Missouri EMS researchers wanted to test how well patients could be ventilated by EMS after intubation. They choose to focus on patients who had suffered either severe trauma or burns, and ended up with 160 patients (87% trauma, 13% burn-relate) who were transported to a level 1 trauma center. Overall, these were serious trauma cases - 75% had a GCS < 8 prior to intubation, and 1 out of 5 died in the hospital.

Paramedics had been trained in the use of end-tidal capnography to avoid hyper- or hypo-ventilation. During transport EMS recorded the PetCO2 levels, and adjusted the ventilations accordingly. Upon arrival to the ED, ventilations were maintained at the same rate and volume that EMS had used, and an ABG was obtained. The PaCO2 from this ABG was then analyzed against the end-tidal reading obtained during transport.

On average, the prehospital PetCO2 (34 mm Hg) was significantly lower than the ED PaCO2 (44 mm Hg); i.e. PaCO2 - PetCO2 = 10 mm Hg.  

This overall  difference between the PaCO2 and the PetCO2 only got larger when the sicker subsets of patients were examined. 

• Patients who died during hospitalization: PaCO2 - PetCO2 = 17 mm Hg.
• Patients with a pH < 7.2: PaCO2 - PetCO2 = 20 mm Hg.

So, were these results expected? What has the rest of the prehospital capnography literature showed? And how should we use capnography in the future?

FIrst, I'll review the studies that suggested that end-tidal capnography was potentially very accurate, and then I'll go over the studies that highlighted problems in applying it to the EMS patient population.

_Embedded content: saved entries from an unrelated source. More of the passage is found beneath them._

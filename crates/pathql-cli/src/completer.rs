//! Tab completion and multi-line input for the REPL.

use rustyline::completion::{Completer, Pair};
use rustyline::highlight::Highlighter;
use rustyline::hint::Hinter;
use rustyline::validate::{ValidationContext, ValidationResult, Validator};
use rustyline::{Context, Helper};
use std::borrow::Cow;

/// pathql REPL helper with completion support.
pub struct PathqlHelper {
    /// Type names from the loaded store.
    pub types: Vec<String>,
}

impl PathqlHelper {
    /// Create a helper completing the given type names.
    pub fn new(types: Vec<String>) -> Self {
        Self { types }
    }
}

/// Dot-commands for completion.
const DOT_COMMANDS: &[&str] = &[
    ".types", ".format", ".history", ".clear", ".help", ".exit", ".quit",
];

/// Node and step `kind` tags.
const KINDS: &[&str] = &[
    "str",
    "int",
    "float",
    "bool",
    "set",
    "tuple",
    "array",
    "named_tuple",
    "binop",
    "unop",
    "call",
    "cast",
    "if_else",
    "indirection",
    "path",
    "shape",
    "select",
    "for",
    "detached",
    "object_ref",
    "ptr",
    "type_intersection",
];

impl PathqlHelper {
    /// Candidates for the string literal being typed after `key`.
    fn value_candidates(&self, key: &str) -> Vec<&str> {
        match key {
            "kind" => KINDS.to_vec(),
            "name" | "type" => self.types.iter().map(String::as_str).collect(),
            _ => Vec::new(),
        }
    }
}

impl Completer for PathqlHelper {
    type Candidate = Pair;

    fn complete(
        &self,
        line: &str,
        pos: usize,
        _ctx: &Context<'_>,
    ) -> rustyline::Result<(usize, Vec<Pair>)> {
        let line_to_cursor = &line[..pos];

        // Dot commands at start of line
        if line_to_cursor.trim_start().starts_with('.') && !line_to_cursor.contains(' ') {
            let typed = line_to_cursor.trim();
            let completions = DOT_COMMANDS
                .iter()
                .filter(|cmd| cmd.starts_with(typed))
                .map(|cmd| Pair {
                    display: cmd.to_string(),
                    replacement: cmd.to_string(),
                })
                .collect();
            return Ok((line_to_cursor.len() - typed.len(), completions));
        }

        // Inside a string value: `"key": "partial`
        let Some(open) = line_to_cursor.rfind('"') else {
            return Ok((pos, Vec::new()));
        };
        let word = &line_to_cursor[open + 1..];
        let before = line_to_cursor[..open].trim_end();
        let Some(before) = before.strip_suffix(':') else {
            return Ok((pos, Vec::new()));
        };
        let key = before
            .trim_end()
            .strip_suffix('"')
            .and_then(|s| s.rsplit('"').next())
            .unwrap_or("");

        let completions = self
            .value_candidates(key)
            .into_iter()
            .filter(|candidate| candidate.starts_with(word))
            .map(|candidate| Pair {
                display: candidate.to_string(),
                replacement: format!("{}\"", candidate),
            })
            .collect();
        Ok((open + 1, completions))
    }
}

impl Hinter for PathqlHelper {
    type Hint = String;

    fn hint(&self, _line: &str, _pos: usize, _ctx: &Context<'_>) -> Option<String> {
        None
    }
}

impl Highlighter for PathqlHelper {
    fn highlight<'l>(&self, line: &'l str, _pos: usize) -> Cow<'l, str> {
        Cow::Borrowed(line)
    }
}

impl Validator for PathqlHelper {
    /// Queries continue over several lines until a terminating `;`.
    fn validate(&self, ctx: &mut ValidationContext<'_>) -> rustyline::Result<ValidationResult> {
        Ok(if is_complete(ctx.input()) {
            ValidationResult::Valid(None)
        } else {
            ValidationResult::Incomplete
        })
    }
}

impl Helper for PathqlHelper {}

/// Whether REPL input is ready to run.
pub fn is_complete(input: &str) -> bool {
    let input = input.trim();
    input.is_empty() || input.starts_with('.') || input.ends_with(';')
}

#[cfg(test)]
mod tests {
    use super::*;
    use rustyline::history::DefaultHistory;

    fn complete(helper: &PathqlHelper, line: &str) -> (usize, Vec<String>) {
        let history = DefaultHistory::new();
        let ctx = Context::new(&history);
        let (start, pairs) = helper.complete(line, line.len(), &ctx).unwrap();
        (start, pairs.into_iter().map(|p| p.display).collect())
    }

    #[test]
    fn test_is_complete() {
        assert!(is_complete(".help"));
        assert!(is_complete(r#"{"kind": "int", "value": 1};"#));
        assert!(is_complete("   "));
        assert!(!is_complete(r#"{"kind": "int","#));
    }

    #[test]
    fn test_complete_dot_commands() {
        let helper = PathqlHelper::new(Vec::new());
        assert_eq!(complete(&helper, ".fo"), (0, vec![".format".to_string()]));
    }

    #[test]
    fn test_complete_kind_and_type() {
        let helper = PathqlHelper::new(vec!["Person".to_string(), "Card".to_string()]);

        let (start, found) = complete(&helper, r#"{"kind": "se"#);
        assert_eq!(start, 10);
        assert_eq!(found, vec!["set".to_string(), "select".to_string()]);

        let (_, found) = complete(&helper, r#"{"kind": "object_ref", "name": "Pe"#);
        assert_eq!(found, vec!["Person".to_string()]);

        let (_, found) = complete(&helper, r#"{"op": "#);
        assert!(found.is_empty());
    }
}
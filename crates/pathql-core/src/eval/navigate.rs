//! Path navigation over the store.

use tracing::trace;

use super::executor::{EvalContext, Evaluator};
use crate::basis::dedup;
use crate::error::Error;
use crate::path::{Path, PathElement};
use pathql_lang::Direction;
use pathql_proto::{Multiset, Obj, Value};

impl Evaluator<'_> {
    /// Evaluate a canonical path.
    ///
    /// A path bound by an enclosing query yields its bound value. Otherwise
    /// the parent is evaluated and the last step applied to each of its
    /// values; object results reached from objects are deduplicated.
    pub(crate) fn eval_path(&self, path: &Path, ctx: &EvalContext) -> Result<Multiset, Error> {
        // The innermost binding wins.
        if let Some(i) = ctx.inputs.iter().rposition(|bound| bound == path) {
            return Ok(ctx.tuple.get(i).cloned().flatten().into_iter().collect());
        }

        let (last, parent) = match path.elements() {
            [] => return Err(Error::MalformedPath("empty path".into())),
            [root] => return self.eval_root(root, path, ctx),
            [.., last] => (last, path.parent()),
        };

        let base = self.eval_path(&parent, ctx)?;
        let mut out = Vec::new();
        for value in &base {
            match last {
                PathElement::Pointer {
                    name,
                    direction: Direction::Forward,
                    link_property,
                } => out.extend(self.forward(value, name, *link_property)?),
                PathElement::Pointer {
                    name,
                    direction: Direction::Backward,
                    ..
                } => out.extend(self.backward(value, name)?),
                PathElement::TypeIntersection(type_name) => {
                    out.extend(self.intersect(value, type_name)?)
                }
                PathElement::Partial | PathElement::ObjectRef(_) | PathElement::Opaque(_) => {
                    return Err(Error::MalformedPath(format!("{} inside a path", path)));
                }
            }
        }

        if matches!(base.first(), Some(Value::Obj(_))) && matches!(out.first(), Some(Value::Obj(_))) {
            out = dedup(out);
        }
        self.check_rows(out.len(), "path")?;
        trace!(path = %path, rows = out.len(), "evaluated path");
        Ok(out)
    }

    fn eval_root(&self, root: &PathElement, path: &Path, ctx: &EvalContext) -> Result<Multiset, Error> {
        match root {
            PathElement::ObjectRef(name) => self.object_ref(name, ctx),
            PathElement::Opaque(expr) => self.eval(expr.expr(), ctx),
            PathElement::Partial => Err(Error::UnresolvedPath(path.to_string())),
            PathElement::Pointer { .. } | PathElement::TypeIntersection(_) => {
                Err(Error::MalformedPath(format!("path {} has no root", path)))
            }
        }
    }

    /// Resolve a root name: an alias in scope, else every object of a type.
    pub(crate) fn object_ref(&self, name: &str, ctx: &EvalContext) -> Result<Multiset, Error> {
        if let Some(values) = ctx.aliases.get(name) {
            return Ok(values.clone());
        }
        if !self.store().has_extent(name) {
            return Err(Error::UnresolvedPath(name.to_string()));
        }
        Ok(self
            .store()
            .extent(name)
            .map(|record| Value::Obj(Obj::new(record.id)))
            .collect())
    }

    /// Follow a forward pointer from one value.
    ///
    /// Fields carried on the reference itself shadow the stored record.
    fn forward(&self, base: &Value, name: &str, link_property: bool) -> Result<Multiset, Error> {
        match base {
            Value::Obj(obj) => {
                let field = if link_property {
                    format!("@{}", name)
                } else {
                    name.to_string()
                };
                if let Some(values) = obj.field(&field) {
                    return Ok(values.clone());
                }
                let record = self.store().get(obj.id).ok_or(Error::MissingObject(obj.id))?;
                Ok(record.field(&field).cloned().unwrap_or_default())
            }
            Value::Tuple(items) => name
                .parse::<usize>()
                .ok()
                .and_then(|i| items.get(i))
                .map(|value| vec![value.clone()])
                .ok_or_else(|| Error::invalid(format!("tuple has no element '{}'", name))),
            Value::NamedTuple(fields) => fields
                .iter()
                .find(|(field, _)| field == name)
                .map(|(_, value)| vec![value.clone()])
                .ok_or_else(|| Error::invalid(format!("named tuple has no element '{}'", name))),
            other => Err(Error::mismatch(&format!(".{}", name), &[other])),
        }
    }

    /// Objects whose `name` field links to `base`, in store order.
    ///
    /// Link properties of the matching edge are carried on the result.
    fn backward(&self, base: &Value, name: &str) -> Result<Multiset, Error> {
        let target = match base {
            Value::Obj(obj) => obj,
            _ => return Ok(Vec::new()),
        };
        if !self.store().contains(target.id) {
            return Err(Error::MissingObject(target.id));
        }

        let mut out = Vec::new();
        for record in self.store().records() {
            let link = record
                .field(name)
                .and_then(|links| links.iter().filter_map(Value::as_obj).find(|link| link.id == target.id));
            if let Some(link) = link {
                let mut source = Obj::new(record.id);
                source.data = link.link_properties();
                out.push(Value::Obj(source));
            }
        }
        Ok(out)
    }

    /// Keep `base` if its stored type is exactly `type_name`.
    fn intersect(&self, base: &Value, type_name: &str) -> Result<Multiset, Error> {
        let obj = base
            .as_obj()
            .ok_or_else(|| Error::mismatch(&format!("[IS {}]", type_name), &[base]))?;
        let record = self.store().get(obj.id).ok_or(Error::MissingObject(obj.id))?;
        if record.type_name == type_name {
            Ok(vec![base.clone()])
        } else {
            Ok(Vec::new())
        }
    }
}

#[cfg(test)]
mod tests {
    use super::*;
    use crate::error::ErrorKind;
    use crate::store::{Record, Store};
    use pathql_lang::builder::*;
    use pathql_lang::Expr;
    use pathql_proto::ObjectId;
    use pretty_assertions::assert_eq;

    fn id(n: u128) -> ObjectId {
        ObjectId::from_u128(n)
    }

    fn store() -> Store {
        let mut store = Store::new();
        let link = |n: u128| Value::Obj(Obj::new(id(n)));
        store
            .insert(Record::new(id(1), "Box").with_field("items", vec![link(3), link(4), link(3)]))
            .unwrap();
        store
            .insert(Record::new(id(2), "Box").with_field(
                "items",
                vec![Value::Obj(Obj::new(id(4)).with_data("@slot", vec![Value::Int(7)]))],
            ))
            .unwrap();
        store.insert(Record::new(id(3), "Item").with_value("n", 3)).unwrap();
        store.insert(Record::new(id(4), "Item").with_value("n", 4)).unwrap();
        store
    }

    fn eval(store: &Store, expr: Expr) -> Result<Multiset, Error> {
        Evaluator::new(store).query(&expr)
    }

    fn ids(values: &[Value]) -> Vec<ObjectId> {
        values.iter().filter_map(Value::as_obj).map(|o| o.id).collect()
    }

    #[test]
    fn test_extent() {
        let store = store();
        assert_eq!(ids(&eval(&store, name("Box")).unwrap()), vec![id(1), id(2)]);
    }

    #[test]
    fn test_forward_dedups_objects() {
        let store = store();
        let out = eval(&store, path("Box", &["items"])).unwrap();
        assert_eq!(ids(&out), vec![id(3), id(4)]);
    }

    #[test]
    fn test_forward_scalars_keep_duplicates() {
        let mut store = store();
        store.insert(Record::new(id(5), "Item").with_value("n", 3)).unwrap();
        let out = eval(&store, path("Item", &["n"])).unwrap();
        assert_eq!(out, vec![Value::Int(3), Value::Int(4), Value::Int(3)]);
    }

    #[test]
    fn test_backward_carries_link_properties() {
        let store = store();
        let out = eval(&store, path_steps("Item", vec![back("items")])).unwrap();
        assert_eq!(ids(&out), vec![id(1), id(2)]);

        let slot = eval(
            &store,
            path_steps("Item", vec![back("items"), link_prop("slot")]),
        )
        .unwrap();
        assert_eq!(slot, vec![Value::Int(7)]);
    }

    #[test]
    fn test_type_intersection() {
        let store = store();
        let out = eval(&store, path_steps("Box", vec![ptr("items"), is_type("Box")])).unwrap();
        assert!(out.is_empty());
        let out = eval(&store, path_steps("Box", vec![ptr("items"), is_type("Item")])).unwrap();
        assert_eq!(out.len(), 2);
    }

    #[test]
    fn test_missing_field_is_empty() {
        let store = store();
        assert!(eval(&store, path("Item", &["nope"])).unwrap().is_empty());
    }

    #[test]
    fn test_unknown_extent() {
        let store = store();
        let err = eval(&store, name("Nope")).unwrap_err();
        assert!(matches!(err, Error::UnresolvedPath(_)));
    }

    #[test]
    fn test_dangling_link() {
        let mut store = Store::new();
        store
            .insert(Record::new(id(1), "Box").with_field("items", vec![Value::Obj(Obj::new(id(9)))]))
            .unwrap();
        let err = eval(&store, path("Box", &["items", "n"])).unwrap_err();
        assert_eq!(err.kind(), ErrorKind::StoreConsistency);
    }

    #[test]
    fn test_tuple_and_named_tuple_access() {
        let store = Store::new();
        let out = eval(&store, expr_path(tuple(vec![int(1), str_lit("a")]), vec![ptr("1")])).unwrap();
        assert_eq!(out, vec![Value::from("a")]);

        let out = eval(&store, expr_path(named_tuple(vec![("x", int(5))]), vec![ptr("x")])).unwrap();
        assert_eq!(out, vec![Value::Int(5)]);
    }
}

Studies that showed benefit of capnography
A 2003 helicopter study had suggested that capnography could help prevent hypoventilation in severely injured patients. Randomly assigned helicopter medics were able to use PetCO2 monitoring to adjust ventilation of intubated trauma patients, and ABGs were checked upon arrival to the trauma center. The patients were a mix of general poly-trauma, with high injury severity scores. The study suggested a big benefit - medics who had access to the ETCO2 monitor were far more likely to avoid hypoventilation and achieve normoventilation (although there was no change in hyperventilation).

Next, end-tidal CO2 was used to manage ventilations in a 2004 ground EMS study conducted in San Diego. The researchers enrolled 291 patients with severe head injury who had been intubated. Most of the patients had ventilation managed through standardized setting, but for about 1/2 of the patients the paramedics had ventilator management protocols that targeted a PetCO2 of 30-35 mm Hg, and avoided a PetCO2 < 25 mm Hg. As in the present study, the PaCO2 was confirmed by ABG after arrival at the ED. The use of the end-tidal capnography resulted in about 8% less hyperventilation.
 
Studies that suggested problems with it.
A 2005 study was conducted by a French EMS agency that uses specialist physicians, and uses ambulances equipped with ventilators, end-tidal capnography, and portable ABG analyzers as well. They looked at 100 patients that had been intubated over the course of 16 months, and examined how the PetCO2 levels corresponded to the PaCO2. An important note: only the PaCO2 values were used to adjust the vent. The patients were a mix of medical and trauma. They found that, even though, on average, the PaCO2 was the same as the PetCO2, there was significant variability in individual patients.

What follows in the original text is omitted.